Progress to date has included the development of a system-wide cyber strategy, target operating model, and roadmap; the development of an ICS cyber incident response plan with exercises delivered across the organisation; template security policies for ICS adoption; and the completion of skills surveys with training and certifications delivered, it states.
Moving forward, a standards-based approach to assurance will be introduced, with core assurance sources to be consistently applied throughout the ICB. These cover the DSPT and Cyber Assurance Framework, Microsoft Defender for Endpoint scores, the Digital Maturity Assessment and Safe Practice; and local and system-level reporting on risks, control coverage, vulnerabilities, patching, incidents, and training. Future planning will also look to potential accreditation such as Cyber Security, Cyber Security +, and Information Security standards like ISO27001.
Cyber requirements will be built into design and procurement, according to the ICB, rather than being addressed retrospectively. Culture and capability are also to be developed through awareness activity, role-based development, leadership behaviours, shared learnings, and board development.
Key deliverables will include confirmed reporting routes and escalation thresholds, set programme milestones and defined completion evidence, cyber requirements built into architecture standards and solution designs, and the identification of critical pathways and suppliers with a dependency map, risk register, supplier assurance outputs, and mitigation plans. A three-day regional cyber incident simulation is scheduled to take place in July 2026, with a post-exercise review to consider lessons learned, an action plan, and updated incident response documents.

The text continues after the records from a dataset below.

pub fn write_item(writer: &mut BinaryWriter, map: &Map, item: &Item) -> FormatResult<()> {
    if item.uid == 0 || item.uid == u64::MAX {
        return Err(FormatError::InvalidValue {
            field: "item uid",
            value: item.uid,
        });
    }
    if item.view_distance() > MAX_VIEW_DISTANCE {
        return Err(FormatError::ValueOutOfRange {
            field: "view distance",
            value: item.view_distance() as u64,
        });
    }
    writer.write_u32(item.kind().tag());
    writer.write_u64(item.uid);
    for value in item.bounding_box.min.iter().chain(item.bounding_box.max.iter()) {
        writer.write_f32(*value);
    }
    writer.write_flags(item.data.flags());
    writer.write_u8((item.view_distance() / 10) as u8);

    match &item.data {
        ItemData::Road(road) => {
            writer.write_u64(node_uid(map, road.shape.node)?);
            writer.write_u64(node_uid(map, road.shape.forward_node)?);
            writer.write_f32(road.shape.length);
            writer.write_token(road.look);
            writer.write_token(road.variant);
            writer.write_token(road.left_edge);
            writer.write_token(road.right_edge);
            writer.write_token(road.terrain_material);
            writer.write_u16(road.terrain_size);
            writer.write_i16(road.left_offset);
            writer.write_i16(road.right_offset);
        }
        ItemData::Prefab(prefab) => {
            writer.write_token(prefab.model);
            writer.write_token(prefab.variant);
            writer.write_token(prefab.look);
            writer.write_u16(prefab.shape.origin);
            write_node_refs(writer, map, &prefab.shape.nodes)?;
            writer.write_count("slave count", prefab.shape.slaves.len())?;
            for slave in &prefab.shape.slaves {
                writer.write_u64(item_uid(map, *slave)?);
            }
            writer.write_count("corner count", prefab.corners.len())?;
            for corner in &prefab.corners {
                writer.write_token(corner.terrain_material);
                writer.write_u16(corner.color_variant);
            }
        }
        ItemData::Model(model) => {
            writer.write_u64(node_uid(map, model.shape.node)?);
            writer.write_token(model.model);
            writer.write_token(model.variant);
            writer.write_token(model.look);
            for axis in model.scale {
                writer.write_u16(axis);
            }
        }
        ItemData::Company(company) => {
            write_slave_shape(writer, map, &company.shape)?;
            writer.write_token(company.name);
            writer.write_token(company.city);
        }
        ItemData::Service(service) => write_slave_shape(writer, map, &service.shape)?,
        ItemData::Mover(mover) => {
            writer.write_token(mover.model);
            writer.write_token(mover.look);
            write_tokens(writer, &mover.tags)?;
            writer.write_u16(mover.speed);
            writer.write_u16(mover.end_delay);
            writer.write_u16(mover.width);
            writer.write_u16(mover.count);
            write_node_refs(writer, map, &mover.shape.nodes)?;
            writer.write_count("length count", mover.shape.lengths.len())?;
            for length in &mover.shape.lengths {
                writer.write_f32(*length);
            }
        }
        ItemData::Trigger(trigger) => {
            write_node_refs(writer, map, &trigger.shape.nodes)?;
            writer.write_count("action count", trigger.actions.len())?;
            for action in &trigger.actions {
                writer.write_token(action.name);
                writer.write_count("parameter count", action.parameters.len())?;
                for parameter in &action.parameters {
                    writer.write_f32(*parameter);
                }
            }
            writer.write_u16(trigger.range);
        }
        ItemData::Compound(compound) => {
            writer.write_u64(node_uid(map, compound.shape.node)?);
            writer.write_count("child item count", compound.items.len())?;
            for child in &compound.items {
                let child = child
                    .resolved()
                    .and_then(|id| map.item(id))
                    .ok_or(FormatError::UnresolvedReference {
                        kind: "compound item",
                        uid: child.unresolved_uid().unwrap_or(0),
                    })?;
                if child.kind() == ItemKind::Compound {
                    return Err(FormatError::NestedCompound(child.uid));
                }
                write_item(writer, map, child)?;
            }
            writer.write_count("child node count", compound.nodes.len())?;
            for node in &compound.nodes {
                let node = node
                    .resolved()
                    .and_then(|id| map.node(id))
                    .ok_or(FormatError::UnresolvedReference {
                        kind: "compound node",
                        uid: node.unresolved_uid().unwrap_or(0),
                    })?;
                write_node(writer, map, node)?;
            }
        }
        ItemData::MapArea(area) => {
            write_node_refs(writer, map, &area.shape.nodes)?;
            writer.write_token(area.material);
        }
    }
    Ok(())
}

fn write_slave_shape(writer: &mut BinaryWriter, map: &Map, shape: &SlaveShape) -> FormatResult<()> {
    writer.write_u64(node_uid(map, shape.node)?);
    writer.write_u64(item_uid(map, shape.prefab)?);
    Ok(())
}

// ── Zusatzdaten ────────────────────────────────────────────────────

fn read_terrain(reader: &mut BinaryReader<'_>) -> FormatResult<TerrainQuadData> {
    let columns = reader.read_u16()?;
    let rows = reader.read_u16()?;
    let materials = read_tokens(reader)?;
    let cells = reader.take(columns as usize * rows as usize)?.to_vec();
    TerrainQuadData::from_raw(columns, rows, materials, cells).ok_or(FormatError::InvalidValue {
        field: "terrain grid",
        value: columns as u64 * rows as u64,
    })
}

fn write_terrain(writer: &mut BinaryWriter, terrain: &TerrainQuadData) -> FormatResult<()> {
    writer.write_u16(terrain.columns());
    writer.write_u16(terrain.rows());
    write_tokens(writer, &terrain.materials)?;
    writer.write_bytes(terrain.cells());
    Ok(())
}

/// Liest die Zusatzdaten eines Items; der Aufbau hängt vom Typ ab.
pub fn read_payload(reader: &mut BinaryReader<'_>, kind: ItemKind) -> FormatResult<Payload> {
    match kind {
        ItemKind::Road => Ok(Payload::Road {
            left: read_terrain(reader)?,
            right: read_terrain(reader)?,
        }),
        other => Err(FormatError::InvalidValue {
            field: "payload item type",
            value: other.tag() as u64,
        }),
    }
}

/// Schreibt die Zusatzdaten; `false`, wenn der Typ keine hat.
pub fn write_payload(writer: &mut BinaryWriter, data: &ItemData) -> FormatResult<bool> {
    match data {
        ItemData::Road(road) => {
            write_terrain(writer, &road.left_terrain)?;
            write_terrain(writer, &road.right_terrain)?;
            Ok(true)
        }
        _ => Ok(false),
    }
}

Ultimately, Cheshire and Merseyside shares hopes that updated cyber plans will help support the digital foundations required for service transformation and the introduction of AI and productivity tools by protecting underlying data and systems. “Shared systems and interoperable data support integrated care, but also increase shared exposure,” it considers. “Cyber security at system level must therefore be a priority for integrated clinical pathways and platforms. The ICB has clearly defined responsibilities for leading strategic cyber security standards, system assurance and improvement across constituent organisations.”

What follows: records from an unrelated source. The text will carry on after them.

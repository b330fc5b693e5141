//! Karten-Items: gemeinsamer Header, Typ-Tabelle und typspezifische Daten.

pub mod compound;
pub mod map_area;
pub mod model;
pub mod mover;
pub mod prefab;
pub mod road;
pub mod shape;
pub mod slave;
pub mod trigger;

pub use compound::Compound;
pub use map_area::{MapArea, MapAreaColor};
pub use model::Model;
pub use mover::Mover;
pub use prefab::{Prefab, PrefabCorner, PrefabLayout, PrefabNodeLayout};
pub use road::{Road, RoadTransition, StepSize, TerrainQuadData};
pub use shape::{
    PathShape, PolygonShape, PolylineShape, PrefabShape, Shape, ShapeKind, ShapeMut,
    SingleNodeShape, SlaveShape,
};
pub use slave::{Company, Service, ServiceType};
pub use trigger::{Trigger, TriggerAction};

use ts_map_primitives::FlagField;

use super::error::{check_range, TopologyResult};
use super::{ItemFileRole, ItemId, NodeId, Owner, Reference, SectorCoord};

/// Standard-Sichtweite neuer Items in Metern.
pub const DEFAULT_VIEW_DISTANCE: u16 = 400;
/// Grösste speicherbare Sichtweite (u8 × 10).
pub const MAX_VIEW_DISTANCE: u16 = 2550;

/// Item-Typen mit ihrem Typ-Tag im Binärformat.
#[derive(Debug, Clone, Copy, PartialEq, Eq, Hash, PartialOrd, Ord)]
pub enum ItemKind {
    Road,
    Prefab,
    Model,
    Company,
    Service,
    Mover,
    Trigger,
    Compound,
    MapArea,
}

impl ItemKind {
    pub const ALL: [ItemKind; 9] = [
        ItemKind::Road,
        ItemKind::Prefab,
        ItemKind::Model,
        ItemKind::Company,
        ItemKind::Service,
        ItemKind::Mover,
        ItemKind::Trigger,
        ItemKind::Compound,
        ItemKind::MapArea,
    ];

    /// Typ-Tag im Item-Header.
    pub fn tag(self) -> u32 {
        match self {
            ItemKind::Road => 3,
            ItemKind::Prefab => 4,
            ItemKind::Model => 5,
            ItemKind::Company => 6,
            ItemKind::Service => 7,
            ItemKind::Mover => 9,
            ItemKind::Trigger => 34,
            ItemKind::Compound => 40,
            ItemKind::MapArea => 42,
        }
    }

    pub fn from_tag(tag: u32) -> Option<Self> {
        Self::ALL.into_iter().find(|kind| kind.tag() == tag)
    }

    pub fn shape_kind(self) -> ShapeKind {
        match self {
            ItemKind::Road => ShapeKind::Polyline,
            ItemKind::Prefab => ShapeKind::Prefab,
            ItemKind::Model | ItemKind::Compound => ShapeKind::SingleNode,
            ItemKind::Company | ItemKind::Service => ShapeKind::Slave,
            ItemKind::Mover => ShapeKind::Path,
            ItemKind::Trigger | ItemKind::MapArea => ShapeKind::Polygon,
        }
    }

    /// Typen mit Zusatzdaten in der `.data`-Datei.
    pub fn has_payload(self) -> bool {
        matches!(self, ItemKind::Road)
    }

    pub fn name(self) -> &'static str {
        match self {
            ItemKind::Road => "road",
            ItemKind::Prefab => "prefab",
            ItemKind::Model => "model",
            ItemKind::Company => "company",
            ItemKind::Service => "service",
            ItemKind::Mover => "mover",
            ItemKind::Trigger => "trigger",
            ItemKind::Compound => "compound",
            ItemKind::MapArea => "map area",
        }
    }
}

/// Achsenparallele Box aus dem Item-Header, wird unverändert durchgereicht.
#[derive(Debug, Clone, Copy, PartialEq, Default)]
pub struct BoundingBox {
    pub min: [f32; 3],
    pub max: [f32; 3],
}

/// Typspezifischer Teil eines Items.
#[derive(Debug, Clone, PartialEq)]
pub enum ItemData {
    Road(Road),
    Prefab(Prefab),
    Model(Model),
    Company(Company),
    Service(Service),
    Mover(Mover),
    Trigger(Trigger),
    Compound(Compound),
    MapArea(MapArea),
}

impl ItemData {
    pub fn kind(&self) -> ItemKind {
        match self {
            ItemData::Road(_) => ItemKind::Road,
            ItemData::Prefab(_) => ItemKind::Prefab,
            ItemData::Model(_) => ItemKind::Model,
            ItemData::Company(_) => ItemKind::Company,
            ItemData::Service(_) => ItemKind::Service,
            ItemData::Mover(_) => ItemKind::Mover,
            ItemData::Trigger(_) => ItemKind::Trigger,
            ItemData::Compound(_) => ItemKind::Compound,
            ItemData::MapArea(_) => ItemKind::MapArea,
        }
    }

    pub fn shape(&self) -> Shape<'_> {
        match self {
            ItemData::Road(v) => Shape::Polyline(&v.shape),
            ItemData::Prefab(v) => Shape::Prefab(&v.shape),
            ItemData::Model(v) => Shape::SingleNode(&v.shape),
            ItemData::Company(v) => Shape::Slave(&v.shape),
            ItemData::Service(v) => Shape::Slave(&v.shape),
            ItemData::Mover(v) => Shape::Path(&v.shape),
            ItemData::Trigger(v) => Shape::Polygon(&v.shape),
            ItemData::Compound(v) => Shape::SingleNode(&v.shape),
            ItemData::MapArea(v) => Shape::Polygon(&v.shape),
        }
    }

    pub fn shape_mut(&mut self) -> ShapeMut<'_> {
        match self {
            ItemData::Road(v) => ShapeMut::Polyline(&mut v.shape),
            ItemData::Prefab(v) => ShapeMut::Prefab(&mut v.shape),
            ItemData::Model(v) => ShapeMut::SingleNode(&mut v.shape),
            ItemData::Company(v) => ShapeMut::Slave(&mut v.shape),
            ItemData::Service(v) => ShapeMut::Slave(&mut v.shape),
            ItemData::Mover(v) => ShapeMut::Path(&mut v.shape),
            ItemData::Trigger(v) => ShapeMut::Polygon(&mut v.shape),
            ItemData::Compound(v) => ShapeMut::SingleNode(&mut v.shape),
            ItemData::MapArea(v) => ShapeMut::Polygon(&mut v.shape),
        }
    }

    /// Flagfeld des Item-Headers.
    pub fn flags(&self) -> FlagField {
        match self {
            ItemData::Road(v) => v.flags,
            ItemData::Prefab(v) => v.flags,
            ItemData::Model(v) => v.flags,
            ItemData::Company(v) => v.flags,
            ItemData::Service(v) => v.flags,
            ItemData::Mover(v) => v.flags,
            ItemData::Trigger(v) => v.flags,
            ItemData::Compound(v) => v.flags,
            ItemData::MapArea(v) => v.flags,
        }
    }

    pub fn flags_mut(&mut self) -> &mut FlagField {
        match self {
            ItemData::Road(v) => &mut v.flags,
            ItemData::Prefab(v) => &mut v.flags,
            ItemData::Model(v) => &mut v.flags,
            ItemData::Company(v) => &mut v.flags,
            ItemData::Service(v) => &mut v.flags,
            ItemData::Mover(v) => &mut v.flags,
            ItemData::Trigger(v) => &mut v.flags,
            ItemData::Compound(v) => &mut v.flags,
            ItemData::MapArea(v) => &mut v.flags,
        }
    }

    /// Ruft `f` für jede Item-Referenz auf (Slaves, Master-Prefab, Compound-Kinder).
    pub fn for_each_item_ref(&mut self, mut f: impl FnMut(&mut Reference<ItemId>)) {
        match self {
            ItemData::Prefab(v) => v.shape.slaves.iter_mut().for_each(f),
            ItemData::Company(v) => f(&mut v.shape.prefab),
            ItemData::Service(v) => f(&mut v.shape.prefab),
            ItemData::Compound(v) => v.items.iter_mut().for_each(f),
            _ => {}
        }
    }
}

/// Ein Karten-Item.
#[derive(Debug, Clone, PartialEq)]
pub struct Item {
    /// Eindeutige Kennung (nie 0)
    pub uid: u64,
    pub bounding_box: BoundingBox,
    pub(crate) view_distance: u16,
    pub data: ItemData,
    pub(crate) owner: Owner,
    pub(crate) sector: Option<SectorCoord>,
}

impl Item {
    pub fn new(uid: u64, data: ItemData) -> Self {
        Self {
            uid,
            bounding_box: BoundingBox::default(),
            view_distance: DEFAULT_VIEW_DISTANCE,
            data,
            owner: Owner::Root,
            sector: None,
        }
    }

    pub fn kind(&self) -> ItemKind {
        self.data.kind()
    }

    pub fn shape(&self) -> Shape<'_> {
        self.data.shape()
    }

    /// Sichtweite in Metern.
    pub fn view_distance(&self) -> u16 {
        self.view_distance
    }

    /// Setzt die Sichtweite; gespeichert wird in 10-m-Schritten bis 2550 m.
    pub fn set_view_distance(&mut self, meters: u16) -> TopologyResult<()> {
        check_range("view_distance", meters as f64, 0.0, MAX_VIEW_DISTANCE as f64)?;
        if meters % 10 != 0 {
            return Err(super::TopologyError::ValueOutOfRange {
                field: "view_distance (Vielfaches von 10)",
                value: meters as f64,
                min: 0.0,
                max: MAX_VIEW_DISTANCE as f64,
            });
        }
        self.view_distance = meters;
        Ok(())
    }

    pub fn owner(&self) -> Owner {
        self.owner
    }

    /// Sektor des Items; `None` für Compound-Kinder.
    pub fn sector(&self) -> Option<SectorCoord> {
        self.sector
    }

    /// Aufgelöste Nodes in Speicherreihenfolge.
    pub fn nodes(&self) -> Vec<NodeId> {
        self.shape().node_refs().iter().map(|r| r.handle()).collect()
    }

    /// Aufgelöster Anker-Node.
    pub fn anchor_node(&self) -> Option<NodeId> {
        self.shape().anchor().map(|r| r.handle())
    }

    /// Base- oder Aux-Datei.
    pub fn file_role(&self) -> ItemFileRole {
        match &self.data {
            ItemData::Model(model) if model.is_detail() => ItemFileRole::Aux,
            _ => ItemFileRole::Base,
        }
    }
}

#[cfg(test)]
mod tests {
    use super::*;

    #[test]
    fn test_tag_table_roundtrip() {
        for kind in ItemKind::ALL {
            assert_eq!(ItemKind::from_tag(kind.tag()), Some(kind));
        }
        assert_eq!(ItemKind::from_tag(3), Some(ItemKind::Road));
        assert_eq!(ItemKind::from_tag(42), Some(ItemKind::MapArea));
        assert_eq!(ItemKind::from_tag(1), None);
    }

    #[test]
    fn test_shape_kinds() {
        assert_eq!(ItemKind::Road.shape_kind(), ShapeKind::Polyline);
        assert_eq!(ItemKind::Compound.shape_kind(), ShapeKind::SingleNode);
        assert_eq!(ItemKind::Service.shape_kind(), ShapeKind::Slave);
        assert!(ItemKind::Road.has_payload());
        assert!(!ItemKind::Prefab.has_payload());
    }
}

Wider trend: Cyber security
HTN was joined by a panel including Ciara Moore, EPR operations director at Bath, Salisbury and Great Western Group, Stuart Cooney, CTO at Royal Berkshire NHS Foundation Trust, and Julian Wiggins, healthcare solution director at Rackspace Technology, for a discussion focusing on cloud adoption, AI maturity, and cyber resilience. Panellists explored how healthcare organisations are tackling delivery, legacy systems, and rising digital expectations, and what this means for future strategy and plans. We also looked at the fragmented cloud landscape, integration pressures, legacy infrastructure, AI, and the growing urgency around cyber resilience, finishing by asking where NHS leaders should prioritise investment and focus in 2026.
In its most recent meeting, the NHS England board offered a series of updates around cyber resilience, single patient record, neighbourhood technology, the genomics programme, and 10-Year Plan acceleration programmes, citing “a number of concerns” that need to be addressed prior to investment commitments. NHSE reflects on slow progress toward its request for a national business continuity exercise around the event of a severe cyber attack, highlighting the importance of testing and planning for major failure scenarios with a focus on business operations and decision-making resilience, “rather than technical restoration”.
The European Telecommunications Standards Institute has announced the launch of a new standard, ETSI EN 304 223, outlining minimum cyber security requirements for AI models and systems as the “first globally applicable European Standard (EN) for AI cyber security”. The new standard is designed specifically for AI systems to protect them from sophisticated cyber attacks, pointing to the need to secure against emerging forms of risk such as data poisoning, model obfuscation, and indirect prompt injection. It outlines 13 principles and requirements across five phases: secure design, secure development, secure deployment, secure maintenance, and secure end of life.